Clause 4 provided that the Landlord could apply the Deposit against any arrears or breach of contract and clause 5 provided that the Landlord could require the Tenant to replace the Deposit if it fell below three months’ rent. Clause 27.1 of the Egnaro Lease provided for delivery up on the expiry of the term. Clause 6a of the RDD also provided as follows:
“This deed is collateral to the Lease and the obligations of the Landlord and the Tenant respectively are landlord and tenant covenants for the purposes of the Lease and are annexed to and incidental to the whole and every part of the premises demised by the Lease.”
Mr Letman submitted that upon the transfer of 66-70 Parkway Counterclaim became entitled to the benefit and burden of the covenants in the RDD under sections 3(1) and 28 of the Landlord and Tenant (Covenants) Act 1995. He also submitted that upon the change of ownership Christo properly paid over
the Deposit to Counterclaim to hold on the terms of the RDD. I accept both of those submissions.
Nevertheless, I uphold Docklock’s challenge. Mr Comiskey did not submit that it was a breach of the RDD to hold the Deposit in Christo’s client account or that on the transfer of the freehold Counterclaim became entitled to the Deposit. Instead, he submitted that Counterclaim had waived any entitlement to it under the WCIA. I also accept that submission. Mr Letman did not suggest that the RDD gave rise to a trust of the deposit monies and if it had Christo would not have been entitled to hold it in its client account and mix it with other funds or repay it out of current income. In my judgment, therefore, Counterclaim waived any right to claim this sum under the WCIA and the payment was not made in the ordinary course of business.
IX. Forfeiture of management fees
Finally, I turn to the question of forfeiture. Mr Comiskey submitted that Christo had forfeited its entitlement to any management fees because of Chris’s misconduct. He placed particular reliance on Christo’s failure to pay over any income to Docklock between 15 January 2015 and 8 May 2015 and after 11 March 2016. He relied on Chris’s evidence that he was shielding or protecting the money from Betty and Nicholas. He also relied upon the payments made by Christo on Chris’s behalf including the payment of Charles
Russell’s fees, the payment of the two credit card bills and the raising of invoices for letting and renewal fees.
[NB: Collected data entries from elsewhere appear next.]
//! One-shot flash notices.

use axum::{extract::FromRequestParts, http::request::Parts};
use tower_sessions::Session;

use segunda_mana_core::Notice;

use crate::models::session;

/// Extractor that takes the queued notice out of the session, so it renders
/// once.
pub struct Flash(pub Option<Notice>);

impl<S> FromRequestParts<S> for Flash
where
    S: Send + Sync,
{
    type Rejection = std::convert::Infallible;

    async fn from_request_parts(parts: &mut Parts, _state: &S) -> Result<Self, Self::Rejection> {
        let notice = match parts.extensions.get::<Session>() {
            Some(s) => session::take_flash(s).await,
            None => None,
        };
        Ok(Self(notice))
    }
}
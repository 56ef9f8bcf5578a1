//! Typed access to the admin session.
//!
//! The whole login lives under one key as an [`AdminSession`]. It is written
//! once by [`init`] at login and removed by [`clear`] at logout or when the
//! backend stops accepting the token. Handlers never touch raw keys.

use tower_sessions::Session;
use tower_sessions::session::Error;

use segunda_mana_core::Notice;
use segunda_mana_core::session::AdminSession;

/// Session keys for admin state.
pub mod keys {
    /// The typed login: token, role and profile.
    pub const ADMIN_SESSION: &str = "admin_session";

    /// One-shot notice shown on the next rendered page.
    pub const FLASH: &str = "flash";
}

/// Start a login. The session id is rotated first.
///
/// # Errors
///
/// Returns an error if the session store fails.
pub async fn init(session: &Session, admin: &AdminSession) -> Result<(), Error> {
    session.cycle_id().await?;
    session.insert(keys::ADMIN_SESSION, admin).await
}

/// The current login, if any. Unreadable data counts as logged out.
pub async fn current(session: &Session) -> Option<AdminSession> {
    session
        .get::<AdminSession>(keys::ADMIN_SESSION)
        .await
        .ok()
        .flatten()
}

/// Replace the stored login, keeping the session id.
///
/// # Errors
///
/// Returns an error if the session store fails.
pub async fn store(session: &Session, admin: &AdminSession) -> Result<(), Error> {
    session.insert(keys::ADMIN_SESSION, admin).await
}

/// End the login and drop everything else in the session.
///
/// # Errors
///
/// Returns an error if the session store fails.
pub async fn clear(session: &Session) -> Result<(), Error> {
    session.flush().await
}

/// Queue a notice for the next rendered page.
///
/// # Errors
///
/// Returns an error if the session store fails.
pub async fn flash(session: &Session, notice: Notice) -> Result<(), Error> {
    session.insert(keys::FLASH, notice).await
}

/// Take the queued notice, if any.
pub async fn take_flash(session: &Session) -> Option<Notice> {
    session.remove::<Notice>(keys::FLASH).await.ok().flatten()
}

#[cfg(test)]
#[allow(clippy::unwrap_used)]
mod tests {
    use std::sync::Arc;

    use segunda_mana_core::Role;
    use segunda_mana_core::session::AuthToken;
    use tower_sessions::MemoryStore;

    use super::*;

    fn session() -> Session {
        Session::new(None, Arc::new(MemoryStore::default()), None)
    }

    fn admin() -> AdminSession {
        AdminSession {
            token: AuthToken::new("tok"),
            role: Role::SuperAdmin,
            user: segunda_mana_core::AdminProfile::default(),
        }
    }

    #[tokio::test]
    async fn test_init_then_clear() {
        let session = session();
        assert!(current(&session).await.is_none());

        init(&session, &admin()).await.unwrap();
        assert_eq!(current(&session).await, Some(admin()));

        clear(&session).await.unwrap();
        assert!(current(&session).await.is_none());
    }

    #[tokio::test]
    async fn test_flash_is_one_shot() {
        let session = session();
        flash(&session, Notice::success("Saved")).await.unwrap();

        assert_eq!(take_flash(&session).await.unwrap().message, "Saved");
        assert!(take_flash(&session).await.is_none());
    }

    #[tokio::test]
    async fn test_clear_drops_pending_flash() {
        let session = session();
        init(&session, &admin()).await.unwrap();
        flash(&session, Notice::info("Hello")).await.unwrap();

        clear(&session).await.unwrap();
        assert!(take_flash(&session).await.is_none());
    }
}
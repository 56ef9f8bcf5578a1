//! The admin session and the route guard.
//!
//! A login produces one [`AdminSession`]. Guarded pages consult [`authorize`],
//! which is a pure function of the session and the page's requirement, so the
//! access rules can be tested without HTTP.
//!
//! The guard trusts presence alone: a stale token is only discovered when the
//! backend answers 401.

use std::fmt;

use serde::{Deserialize, Serialize};

use crate::types::{AdminProfile, Role};

/// Opaque bearer token issued by the backend.
#[derive(Clone, PartialEq, Eq, Serialize, Deserialize)]
#[serde(transparent)]
pub struct AuthToken(String);

impl AuthToken {
    #[must_use]
    pub fn new(token: impl Into<String>) -> Self {
        Self(token.into())
    }

    /// The raw token, for the `Authorization` header.
    #[must_use]
    pub fn expose(&self) -> &str {
        &self.0
    }

    #[must_use]
    pub fn is_empty(&self) -> bool {
        self.0.trim().is_empty()
    }
}

impl fmt::Debug for AuthToken {
    fn fmt(&self, f: &mut fmt::Formatter<'_>) -> fmt::Result {
        f.write_str("AuthToken([REDACTED])")
    }
}

/// Body of a successful `POST /api/admin/auth/login`.
#[derive(Debug, Clone, Deserialize)]
pub struct LoginResponse {
    pub token: AuthToken,
    #[serde(default)]
    pub user: AdminProfile,
}

/// Everything the admin front end remembers about a login.
#[derive(Debug, Clone, PartialEq, Eq, Serialize, Deserialize)]
pub struct AdminSession {
    pub token: AuthToken,
    pub role: Role,
    pub user: AdminProfile,
}

impl AdminSession {
    /// Build the session from a login response. A missing role is treated
    /// as staff.
    #[must_use]
    pub fn from_login(response: LoginResponse) -> Self {
        let role = response.user.role.clone().unwrap_or(Role::Staff);
        Self {
            token: response.token,
            role,
            user: response.user,
        }
    }

    /// A non-empty token is present.
    #[must_use]
    pub fn is_authenticated(&self) -> bool {
        !self.token.is_empty()
    }

    /// Exact role match.
    #[must_use]
    pub fn has_role(&self, required: &Role) -> bool {
        &self.role == required
    }
}

/// What a page demands of the visitor.
#[derive(Debug, Clone, Copy, PartialEq, Eq)]
pub enum RouteRequirement {
    /// Any logged-in admin.
    Authenticated,
    /// Superadmins only; other roles are bounced to the dashboard.
    SuperAdminOnly,
}

/// Outcome of the route guard.
#[derive(Debug, Clone, Copy, PartialEq, Eq)]
pub enum Access {
    Allow,
    RedirectToLogin,
    RedirectToDashboard,
}

impl Access {
    /// Where to send the visitor, if anywhere.
    #[must_use]
    pub const fn redirect_target(self) -> Option<&'static str> {
        match self {
            Self::Allow => None,
            Self::RedirectToLogin => Some("/login"),
            Self::RedirectToDashboard => Some("/dashboard"),
        }
    }
}

/// Decide whether a visitor may see a page.
#[must_use]
pub fn authorize(session: Option<&AdminSession>, requirement: RouteRequirement) -> Access {
    let Some(session) = session.filter(|s| s.is_authenticated()) else {
        return Access::RedirectToLogin;
    };
    match requirement {
        RouteRequirement::Authenticated => Access::Allow,
        RouteRequirement::SuperAdminOnly if session.has_role(&Role::SuperAdmin) => Access::Allow,
        RouteRequirement::SuperAdminOnly => Access::RedirectToDashboard,
    }
}

#[cfg(test)]
#[allow(clippy::unwrap_used)]
mod tests {
    use super::*;

    fn session(token: &str, role: Role) -> AdminSession {
        AdminSession {
            token: AuthToken::new(token),
            role,
            user: AdminProfile::default(),
        }
    }

    #[test]
    fn test_no_session_redirects_to_login() {
        for requirement in [
            RouteRequirement::Authenticated,
            RouteRequirement::SuperAdminOnly,
        ] {
            assert_eq!(authorize(None, requirement), Access::RedirectToLogin);
        }
    }

    #[test]
    fn test_empty_token_redirects_to_login() {
        let s = session("  ", Role::SuperAdmin);
        assert_eq!(
            authorize(Some(&s), RouteRequirement::Authenticated),
            Access::RedirectToLogin
        );
    }

    #[test]
    fn test_non_superadmin_roles_go_to_dashboard() {
        for role in [
            Role::Staff,
            Role::Other("admin".to_owned()),
            Role::Other("viewer".to_owned()),
        ] {
            let s = session("tok", role);
            assert_eq!(
                authorize(Some(&s), RouteRequirement::SuperAdminOnly),
                Access::RedirectToDashboard
            );
            assert_eq!(
                authorize(Some(&s), RouteRequirement::Authenticated),
                Access::Allow
            );
        }
    }

    #[test]
    fn test_superadmin_allowed_everywhere() {
        let s = session("tok", Role::SuperAdmin);
        assert_eq!(
            authorize(Some(&s), RouteRequirement::SuperAdminOnly),
            Access::Allow
        );
    }

    #[test]
    fn test_from_login_response() {
        let response: LoginResponse = serde_json::from_str(
            r#"{"token":"abc.def","user":{"fullName":"Mila","role":"superadmin"}}"#,
        )
        .unwrap();
        let s = AdminSession::from_login(response);
        assert!(s.has_role(&Role::SuperAdmin));
        assert_eq!(s.token.expose(), "abc.def");
        assert_eq!(format!("{:?}", s.token), "AuthToken([REDACTED])");
    }

    #[test]
    fn test_redirect_targets() {
        assert_eq!(Access::Allow.redirect_target(), None);
        assert_eq!(Access::RedirectToLogin.redirect_target(), Some("/login"));
        assert_eq!(
            Access::RedirectToDashboard.redirect_target(),
            Some("/dashboard")
        );
    }
}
Mr Comiskey relied on HPOR Services De Consultoria Ltda v Dryships Inc [2019] 2 All ER (Comm) 168 where Cockerill J accepted that the remedy of forfeiture is not limited to bribes or secret commissions but available in all classes of breach. She also accepted that the outcome of any claim for forfeiture would turn on the nature and the seriousness of breach. She stated this at [103]:
“On my reading of the cases the line which the Court is seeking to draw in them is between serious breaches and relatively harmless ones – of which those described under the label of "harmless collaterality" are probably the archetype. The result will be fact dependent.”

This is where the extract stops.